In front of these kiosks are plastic tables and chairs for weary legs, or simply kibitzers like me.

Many of these announce barbecues, inasar, and other goodies, all in the name of meat, and less in the name of fish.

Vegetables, forget them.

They do not offer some veggies in restaurants over here.

You ask for salad and people will say you are nuts—or you come from the United States.

Which is another story.

Broiled meat is the in-thing over here, as in Manila the big city, with the seductions of the promise of ‘unlimited’ rice, promising to the diner that he can have all the rice in the world if he wants to.

The streets are small in Dipolog, the roads perhaps a hindsight when this place got to be bigger and bigger until it harbored the illusion that it can become the motor for development in these parts of ZaNorte, the popular, and administration sanctioned abbreviation of the province’s name.

There are no traffic lights here—or if there were, perhaps I did not see them.

Or they missed me in much the same way that I missed them.

One only have to have the capacity to run to the other side of the street when one is crossing; that is the only one that matters.

Otherwise, this is a country where tacit knowledge is plain and simple, knowledge.

And perhaps better than those demonstrations of the efficiency of first world governments and first world capitalists.

There are capitalists here, of course, and the story of buildings being erected by the Dipolog shoreline is a case in point—a proof of this unethical commerce performed by many in other cities near the sea.

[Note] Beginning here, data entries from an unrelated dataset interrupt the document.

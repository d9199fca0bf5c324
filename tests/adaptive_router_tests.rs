use std::sync::Arc;

use voxnote::error::ConfigError;
use voxnote::routing::{
    forced_mode, AdaptiveRouter, Decision, EarlyIntentHint, IntentType, NoteContext, RoutingMode,
    VoiceHeuristicsConfig, VoiceSegment,
};
use voxnote::telemetry::TelemetryRecorder;

fn names(decision: &Decision) -> Vec<&str> {
    decision.contributions.iter().map(|c| c.name.as_str()).collect()
}

fn close(a: f32, b: f32) -> bool {
    (a - b).abs() < 1e-4
}

#[test]
fn test_forced_modes() {
    assert_eq!(forced_mode(IntentType::ListCommand), Some(RoutingMode::ReflexOnly));
    assert_eq!(forced_mode(IntentType::ListConvert), Some(RoutingMode::ReflexOnly));
    assert_eq!(forced_mode(IntentType::Reminder), Some(RoutingMode::ReflexThenRefine));
    assert_eq!(forced_mode(IntentType::TitleRename), Some(RoutingMode::ReflexThenRefine));
    assert_eq!(forced_mode(IntentType::Destructive), Some(RoutingMode::RefineOnly));
    assert_eq!(forced_mode(IntentType::ReminderIncomplete), None);
    assert_eq!(forced_mode(IntentType::NoteAppend), None);
    assert_eq!(forced_mode(IntentType::None), None);
}

#[test]
fn test_forced_decision_ignores_score() {
    let router = AdaptiveRouter::default();
    // very low confidence would otherwise send this to refine
    let segment = VoiceSegment::from_text("ajoute du lait", Some(0.1));
    let hint = EarlyIntentHint::of(IntentType::ListCommand, "ajoute du lait", ["add"]);

    let decision = router.decide(&segment, Some(&hint), &NoteContext::default());
    assert_eq!(decision.mode, RoutingMode::ReflexOnly);
    assert!(close(decision.score, 1.0));
    assert_eq!(names(&decision), vec!["forced"]);
    assert_eq!(decision.primary_reason, "forced:LIST_COMMAND");

    let hint = EarlyIntentHint::of(IntentType::Destructive, "efface tout", ["efface tout"]);
    let segment = VoiceSegment::from_text("efface tout", Some(0.99));
    let decision = router.decide(&segment, Some(&hint), &NoteContext::default());
    assert_eq!(decision.mode, RoutingMode::RefineOnly);
    assert!(close(decision.score, -1.0));
}

#[test]
fn test_scored_decision_without_hint() {
    let router = AdaptiveRouter::default();
    let segment = VoiceSegment::from_text("il fait beau ce matin", Some(0.9));

    let decision = router.decide(&segment, None, &NoteContext::default());
    assert_eq!(names(&decision), vec!["confidence(0.90)", "charLen(21)", "tokens(5)"]);
    assert!(close(decision.score, 0.75), "score was {}", decision.score);
    assert_eq!(decision.mode, RoutingMode::ReflexThenRefine);
    assert_eq!(decision.primary_reason, "confidence(0.90)=0.50");
}

#[test]
fn test_low_confidence_goes_to_refine() {
    let router = AdaptiveRouter::default();
    let segment = VoiceSegment::from_text("ok", Some(0.3));

    let decision = router.decide(&segment, None, &NoteContext::default());
    assert!(close(decision.score, -0.7), "score was {}", decision.score);
    assert_eq!(decision.mode, RoutingMode::RefineOnly);
    assert_eq!(decision.primary_reason, "confidence(0.30)=-0.60");
}

#[test]
fn test_latency_pressure_favors_reflex() {
    let router = AdaptiveRouter::default();
    let segment = VoiceSegment::from_text("il fait beau ce matin", Some(0.9));
    let hint = EarlyIntentHint::of(IntentType::NoteAppend, "il fait beau ce matin", Vec::<&str>::new());
    let context = NoteContext {
        is_list_mode: true,
        pending_jobs: 3,
        segment_duration_ms: Some(20_000),
    };

    let decision = router.decide(&segment, Some(&hint), &context);
    let names = names(&decision);
    assert!(names.contains(&"intent(NOTE_APPEND)"));
    assert!(names.contains(&"latencyQueue(3)"));
    assert!(names.contains(&"segmentDuration(20000)"));
    assert!(!names.contains(&"listContext"), "plain notes get no list bonus");
    assert!(close(decision.score, 1.25), "score was {}", decision.score);
    assert_eq!(decision.mode, RoutingMode::ReflexOnly);
}

#[test]
fn test_incomplete_reminder_is_scored() {
    let router = AdaptiveRouter::default();
    let segment = VoiceSegment::from_text("rappelle-moi", None);
    let hint = EarlyIntentHint::of(IntentType::ReminderIncomplete, "rappelle-moi", ["rappelle moi"]);

    let decision = router.decide(&segment, Some(&hint), &NoteContext::default());
    assert_eq!(
        names(&decision),
        vec!["charLen(12)", "tokens(1)", "triggers", "intent(REMINDER_INCOMPLETE)"],
        "no confidence means no confidence contribution"
    );
    assert!(close(decision.score, 0.18), "score was {}", decision.score);
    assert_eq!(decision.mode, RoutingMode::RefineOnly);
}

#[test]
fn test_score_is_clamped() {
    let config = VoiceHeuristicsConfig {
        score_ceiling: 0.5,
        ..VoiceHeuristicsConfig::default()
    };
    let router = AdaptiveRouter::new(config);
    let context = NoteContext {
        is_list_mode: false,
        pending_jobs: 10,
        segment_duration_ms: Some(60_000),
    };
    let segment = VoiceSegment::from_text("il fait beau ce matin", Some(1.0));

    let decision = router.decide(&segment, None, &context);
    assert!(close(decision.score, 0.5));
    assert_eq!(decision.mode, RoutingMode::ReflexThenRefine);

    // forced overrides are clamped too, the mode is kept
    let hint = EarlyIntentHint::of(IntentType::ListConvert, "convertis en liste", ["convert_to_list"]);
    let decision = router.decide(&segment, Some(&hint), &context);
    assert_eq!(decision.mode, RoutingMode::ReflexOnly);
    assert!(close(decision.score, 0.5));
}

#[test]
fn test_scores_stay_in_bounds() {
    let router = AdaptiveRouter::default();
    let long = "mot ".repeat(80);
    let texts = ["", "a", "ok super", long.as_str()];
    let confidences = [None, Some(0.0), Some(0.5), Some(1.0), Some(f32::NAN), Some(7.0)];
    for text in texts {
        for confidence in confidences {
            let segment = VoiceSegment::from_text(text, confidence);
            let decision = router.decide(&segment, None, &NoteContext::default());
            assert!(
                (-2.0..=2.0).contains(&decision.score),
                "score {} out of bounds for {:?}/{:?}",
                decision.score,
                text,
                confidence
            );
        }
    }
}

#[test]
fn test_decisions_are_recorded() {
    let recorder = Arc::new(TelemetryRecorder::new());
    let router = AdaptiveRouter::default().with_observer(recorder.clone());
    let hint = EarlyIntentHint::of(IntentType::Reminder, "rappelle-moi", ["rappelle moi"]);
    let segment = VoiceSegment::from_text("rappelle-moi demain de courir", Some(0.9));

    router.decide(&segment, Some(&hint), &NoteContext::default());
    router.decide(&segment, None, &NoteContext::default());

    let stats = recorder.snapshot().mode_stats;
    assert_eq!(stats.forced, 1);
    assert_eq!(stats.reflex_then_refine, 2);
}

#[test]
fn test_config_partial_override() {
    let config = VoiceHeuristicsConfig::from_json_str(r#"{"reflex_only_threshold": 0.7, "min_chars": 3}"#)
        .expect("valid config");
    assert!(close(config.reflex_only_threshold, 0.7));
    assert_eq!(config.min_chars, 3);
    assert_eq!(config.max_chars, VoiceHeuristicsConfig::default().max_chars);

    let router = AdaptiveRouter::new(config);
    let segment = VoiceSegment::from_text("il fait beau ce matin", Some(0.9));
    assert_eq!(
        router.decide(&segment, None, &NoteContext::default()).mode,
        RoutingMode::ReflexOnly
    );
}

#[test]
fn test_config_errors() {
    let err = VoiceHeuristicsConfig::from_json_str("{ not json").unwrap_err();
    assert!(matches!(err, ConfigError::Parse(_)), "{:?}", err);

    let err = VoiceHeuristicsConfig::from_json_file("/nonexistent/voice.json").unwrap_err();
    assert!(matches!(err, ConfigError::Io(_)), "{:?}", err);
}

#[test]
fn test_disabled_fallback() {
    let decision = Decision::disabled_fallback(RoutingMode::ReflexOnly);
    assert_eq!(decision.primary_reason, "feature_disabled");
    assert!(decision.contributions.is_empty());
}
use std::collections::BTreeSet;

use serde::{Deserialize, Serialize};

use crate::list::types::{ListAction, ListCommand};
use crate::reminder::types::{PlaceReminder, TimeReminder};

#[derive(Debug, Clone, Copy, PartialEq, Eq, PartialOrd, Ord, Hash, Serialize, Deserialize)]
#[serde(rename_all = "SCREAMING_SNAKE_CASE")]
pub enum RouteKind {
    Note,
    ReminderTime,
    ReminderPlace,
    Incomplete,
    List,
    ListIncomplete,
}

/// Final interpretation of an utterance.
#[derive(Debug, Clone, PartialEq, Serialize)]
#[serde(tag = "decision", content = "payload", rename_all = "SCREAMING_SNAKE_CASE")]
pub enum RouteDecision {
    Note,
    ReminderTime(TimeReminder),
    ReminderPlace(PlaceReminder),
    /// A reminder trigger without a usable time or place.
    Incomplete,
    List(ListCommand),
    ListIncomplete(ListAction),
}

impl RouteDecision {
    pub fn kind(&self) -> RouteKind {
        match self {
            Self::Note => RouteKind::Note,
            Self::ReminderTime(_) => RouteKind::ReminderTime,
            Self::ReminderPlace(_) => RouteKind::ReminderPlace,
            Self::Incomplete => RouteKind::Incomplete,
            Self::List(_) => RouteKind::List,
            Self::ListIncomplete(_) => RouteKind::ListIncomplete,
        }
    }

    pub fn log_token(&self) -> String {
        match self {
            Self::Note => "NOTE".to_string(),
            Self::ReminderTime(_) => "REMINDER_TIME".to_string(),
            Self::ReminderPlace(_) => "REMINDER_PLACE".to_string(),
            Self::Incomplete => "INCOMPLETE".to_string(),
            Self::List(cmd) => format!("LIST_{}", cmd.action.as_str()),
            Self::ListIncomplete(_) => "LIST_INCOMPLETE".to_string(),
        }
    }
}

/// Decision on a partial transcript, before the final text is known.
#[derive(Debug, Clone, PartialEq, Serialize)]
#[serde(tag = "decision", content = "payload", rename_all = "SCREAMING_SNAKE_CASE")]
pub enum EarlyDecision {
    None,
    ListCommand(ListCommand),
    ReminderTime(TimeReminder),
    ReminderPlace(PlaceReminder),
    ReminderIncomplete,
}

impl EarlyDecision {
    pub fn log_token(&self) -> String {
        match self {
            Self::None => "NONE".to_string(),
            Self::ListCommand(cmd) => format!("LIST_{}", cmd.action.as_str()),
            Self::ReminderTime(_) => "REMINDER_TIME".to_string(),
            Self::ReminderPlace(_) => "REMINDER_PLACE".to_string(),
            Self::ReminderIncomplete => "REMINDER_INCOMPLETE".to_string(),
        }
    }
}

#[derive(Debug, Clone, Copy, PartialEq, Eq, Hash, Serialize, Deserialize)]
#[serde(rename_all = "SCREAMING_SNAKE_CASE")]
pub enum RoutingMode {
    ReflexOnly,
    ReflexThenRefine,
    RefineOnly,
}

impl RoutingMode {
    /// Score reported when the mode is forced by the intent type.
    pub fn score_override(self) -> f32 {
        match self {
            Self::ReflexOnly => 1.0,
            Self::ReflexThenRefine => 0.5,
            Self::RefineOnly => -1.0,
        }
    }
}

#[derive(Debug, Clone, Copy, PartialEq, Eq, Hash, Serialize, Deserialize)]
#[serde(rename_all = "SCREAMING_SNAKE_CASE")]
pub enum IntentType {
    None,
    NoteAppend,
    ListCommand,
    ListConvert,
    Reminder,
    ReminderIncomplete,
    Destructive,
    TitleRename,
}

impl IntentType {
    pub fn as_str(self) -> &'static str {
        match self {
            Self::None => "NONE",
            Self::NoteAppend => "NOTE_APPEND",
            Self::ListCommand => "LIST_COMMAND",
            Self::ListConvert => "LIST_CONVERT",
            Self::Reminder => "REMINDER",
            Self::ReminderIncomplete => "REMINDER_INCOMPLETE",
            Self::Destructive => "DESTRUCTIVE",
            Self::TitleRename => "TITLE_RENAME",
        }
    }
}

/// A recognized speech segment as handed over by the recognizer.
#[derive(Debug, Clone, PartialEq, Serialize, Deserialize)]
pub struct VoiceSegment {
    pub text: String,
    pub confidence: Option<f32>,
    pub char_length: usize,
    pub token_count: usize,
}

impl VoiceSegment {
    pub fn from_text(text: &str, confidence: Option<f32>) -> Self {
        let trimmed = text.trim();
        Self {
            text: trimmed.to_string(),
            confidence,
            char_length: trimmed.chars().count(),
            token_count: trimmed.split_whitespace().count(),
        }
    }
}

/// Early guess at what the user is doing, with the phrases that support it.
#[derive(Debug, Clone, PartialEq, Eq, Serialize)]
pub struct EarlyIntentHint {
    pub intent: IntentType,
    pub triggers: BTreeSet<String>,
    pub raw_text: String,
}

impl EarlyIntentHint {
    pub fn none(raw_text: &str) -> Self {
        Self {
            intent: IntentType::None,
            triggers: BTreeSet::new(),
            raw_text: raw_text.to_string(),
        }
    }

    /// Builds a hint, keeping only the triggers known for `intent`.
    pub fn of<I, S>(intent: IntentType, raw_text: &str, triggers: I) -> Self
    where
        I: IntoIterator<Item = S>,
        S: AsRef<str>,
    {
        let known = super::hint::known_triggers(intent);
        let triggers = triggers
            .into_iter()
            .map(|t| t.as_ref().trim().to_lowercase())
            .filter(|t| known.contains(&t.as_str()))
            .collect();
        Self {
            intent,
            triggers,
            raw_text: raw_text.to_string(),
        }
    }

    pub fn prefers_list_reflex(&self) -> bool {
        matches!(self.intent, IntentType::ListCommand | IntentType::ListConvert)
    }
}

/// State of the note the segment is dictated into.
#[derive(Debug, Clone, Copy, Default, PartialEq, Eq, Serialize, Deserialize)]
pub struct NoteContext {
    pub is_list_mode: bool,
    pub pending_jobs: u32,
    pub segment_duration_ms: Option<u64>,
}

#[derive(Debug, Clone, PartialEq, Serialize)]
pub struct ScoreContribution {
    pub name: String,
    pub value: f32,
}

#[derive(Debug, Clone, PartialEq, Serialize)]
pub struct Decision {
    pub mode: RoutingMode,
    pub score: f32,
    pub contributions: Vec<ScoreContribution>,
    pub primary_reason: String,
}

impl Decision {
    /// Decision used when voice commands are switched off.
    pub fn disabled_fallback(mode: RoutingMode) -> Self {
        Self {
            mode,
            score: 0.0,
            contributions: Vec::new(),
            primary_reason: "feature_disabled".to_string(),
        }
    }
}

Such as Dapitan, for instance.

Which is another story too. 

On my first afternoon, I felt I could no longer stay in Dipolog, but I gave the city another day to amend, to come to a public confession, to admit mea culpa, and ask for forgiveness from a lowly viajero like me.

But this city does not have the language of humility, and so, by the following day, I planned my escape route. Escapo maestro, here I come, here I am.  

Two days of wasting my time to a city pretending to be one is too much.

Even if the people are the kindest of the kind people around.